Add Llama model #111

amkatrutsa · 2024-07-20T19:44:10Z

No description provided.

Muxas · 2024-07-21T10:05:30Z

wrappers/python/examples/llama_training.py

This file seems to be still in progress. What are the next steps to be done?

wrappers/python/nntile/layer/__init__.py

Muxas · 2024-07-21T10:15:30Z

wrappers/python/nntile/layer/embedding.py

                redux=0)
        self.x.wont_use()
        self.y.grad.wont_use()
        self.w.grad.wont_use()
+
+    def to_torch(self):


Added #112 to add tests for new functions

Muxas · 2024-07-21T10:59:55Z

wrappers/python/nntile/layer/prod.py

+        self.y.grad.wont_use()
+        self.res.grad.wont_use()
+
+    def unregister(self):


This unregister is unnecessary. Tensor self.res is neither a parameter of a layer nor a temporary tensor, but an activation.

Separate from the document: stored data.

//! End-to-end run: listing page → links → plan → bounded fetches → report.
//!
//! The listing GET is the only fatal network call. Once tasks are launched,
//! each one ends `Done` or `Failed` on its own and the run always completes.

use std::sync::Arc;
use std::time::Instant;

use crate::config::RunSettings;
use crate::error::{FetchError, RunError, TaskError};
use crate::fetcher::{BoundedFetcher, CompletedFile, TaskOutcome};
use crate::links::extract_links;
use crate::plan::{build_plan, DownloadPlan, DownloadTask, SkippedLink};
use crate::progress::{track_all, ProgressStats};
use crate::transport::HttpTransport;
use crate::url_model::FilenameDeriver;

/// Summary of one run. Successes and failures are kept apart.
#[derive(Debug, Default)]
pub struct RunReport {
    pub planned: usize,
    pub succeeded: Vec<(DownloadTask, CompletedFile)>,
    pub failed: Vec<(DownloadTask, TaskError)>,
    pub skipped: Vec<SkippedLink>,
    pub elapsed_secs: f64,
}

impl RunReport {
    pub fn is_success(&self) -> bool {
        self.failed.is_empty()
    }

    pub fn bytes_written(&self) -> u64 {
        self.succeeded.iter().map(|(_, f)| f.bytes).sum()
    }
}

pub struct Orchestrator {
    settings: RunSettings,
    transport: Arc<dyn HttpTransport>,
    deriver: Box<dyn FilenameDeriver>,
}

impl Orchestrator {
    /// Uses the deriver named in `settings`.
    pub fn new(settings: RunSettings, transport: Arc<dyn HttpTransport>) -> Self {
        let deriver = settings.filename_deriver.into_deriver();
        Self::with_deriver(settings, transport, deriver)
    }

    pub fn with_deriver(
        settings: RunSettings,
        transport: Arc<dyn HttpTransport>,
        deriver: Box<dyn FilenameDeriver>,
    ) -> Self {
        Self {
            settings,
            transport,
            deriver,
        }
    }

    pub fn settings(&self) -> &RunSettings {
        &self.settings
    }

    /// Fetches the listing page and builds the plan without downloading anything.
    pub async fn plan(&self) -> Result<DownloadPlan, RunError> {
        let url = &self.settings.source_url;
        let html = self.fetch_listing(url).await?;
        let plan = build_plan(extract_links(&html), &self.settings.plan, self.deriver.as_ref())?;
        if plan.is_empty() {
            tracing::warn!(
                url = %url,
                suffix = %self.settings.plan.file_type_suffix,
                filter = ?self.settings.plan.filter_target,
                "listing page yielded no downloadable links"
            );
        } else {
            tracing::info!(url = %url, files = plan.len(), skipped = plan.skipped.len(), "planned downloads");
        }
        Ok(plan)
    }

    /// Runs the whole pipeline. `on_progress` is called once per finished task.
    ///
    /// Returns `Err` only for listing or planning failures; per-task failures
    /// are in [`RunReport::failed`].
    pub async fn run<P>(&self, on_progress: P) -> Result<RunReport, RunError>
    where
        P: FnMut(ProgressStats),
    {
        let started = Instant::now();
        let plan = self.plan().await?;
        let mut report = self.execute(plan, on_progress).await;
        report.elapsed_secs = started.elapsed().as_secs_f64();
        Ok(report)
    }

    /// Fetches every task of an already built plan. Never fails as a whole.
    pub async fn execute<P>(&self, plan: DownloadPlan, on_progress: P) -> RunReport
    where
        P: FnMut(ProgressStats),
    {
        let started = Instant::now();
        let fetcher = BoundedFetcher::new(
            Arc::clone(&self.transport),
            self.settings.max_concurrent_downloads,
            self.settings.destination_dir.clone(),
            self.settings.request_timeout,
        );

        let planned = plan.len();
        let fetcher_ref = &fetcher;
        let operations = plan
            .tasks
            .into_iter()
            .map(|task| fetcher_ref.fetch(task));
        let outcomes = track_all(operations, on_progress).await;

        let mut report = RunReport {
            planned,
            skipped: plan.skipped,
            ..RunReport::default()
        };
        for TaskOutcome { task, result } in outcomes {
            match result {
                Ok(done) => report.succeeded.push((task, done)),
                Err(e) => report.failed.push((task, e)),
            }
        }
        report.elapsed_secs = started.elapsed().as_secs_f64();

        tracing::info!(
            planned,
            succeeded = report.succeeded.len(),
            failed = report.failed.len(),
            skipped = report.skipped.len(),
            bytes = report.bytes_written(),
            "run finished"
        );
        report
    }

    async fn fetch_listing(&self, url: &str) -> Result<String, RunError> {
        let timeout = self.settings.request_timeout;
        let res = match tokio::time::timeout(timeout, self.transport.get_text(url)).await {
            Ok(res) => res,
            Err(_) => Err(FetchError::Timeout {
                url: url.to_string(),
                after: timeout,
            }),
        };
        res.map_err(|source| {
            tracing::error!(url, error = %source, "listing fetch failed");
            RunError::Listing {
                url: url.to_string(),
                source,
            }
        })
    }
}
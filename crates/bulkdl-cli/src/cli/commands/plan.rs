//! `bulkdl plan`: fetch the listing and print what would be downloaded.

use anyhow::Result;
use bulkdl_core::config::RunSettings;

use super::build_orchestrator;

pub async fn run_plan(settings: RunSettings) -> Result<()> {
    let orchestrator = build_orchestrator(settings)?;
    let plan = orchestrator.plan().await?;
    let dest = &orchestrator.settings().destination_dir;

    if plan.is_empty() {
        println!("No matching links found on the listing page.");
    } else {
        for task in &plan.tasks {
            println!("{}  {}", task.filename, task.source_url);
        }
        println!("{} file(s) would be written to {}", plan.len(), dest.display());
    }
    for skipped in &plan.skipped {
        eprintln!("  skipped {}: {}", skipped.link, skipped.reason);
    }
    Ok(())
}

Activations are cleared out by base model, not by layer itself.

Since this unregister is just copied from add layer, it shall be removed from add also.

Muxas · 2024-07-21T11:07:43Z

wrappers/python/nntile/layer/rms_norm.py

@@ -171,3 +175,30 @@ def backward_async(self):
        self.tmp_y_value.invalidate_submit()
        # dX can offloade from GPU
        self.x.grad.wont_use()
+
+    @staticmethod
+    def from_torch(torch_rmsnorm, x: TensorMoments,


Add #113 to test new functionality

Muxas · 2024-07-21T11:25:31Z

wrappers/python/tests/layer/test_prod.py

If this file tests LlamaMLP, then it shall be deleted because test_llama_mlp.py is already implemented.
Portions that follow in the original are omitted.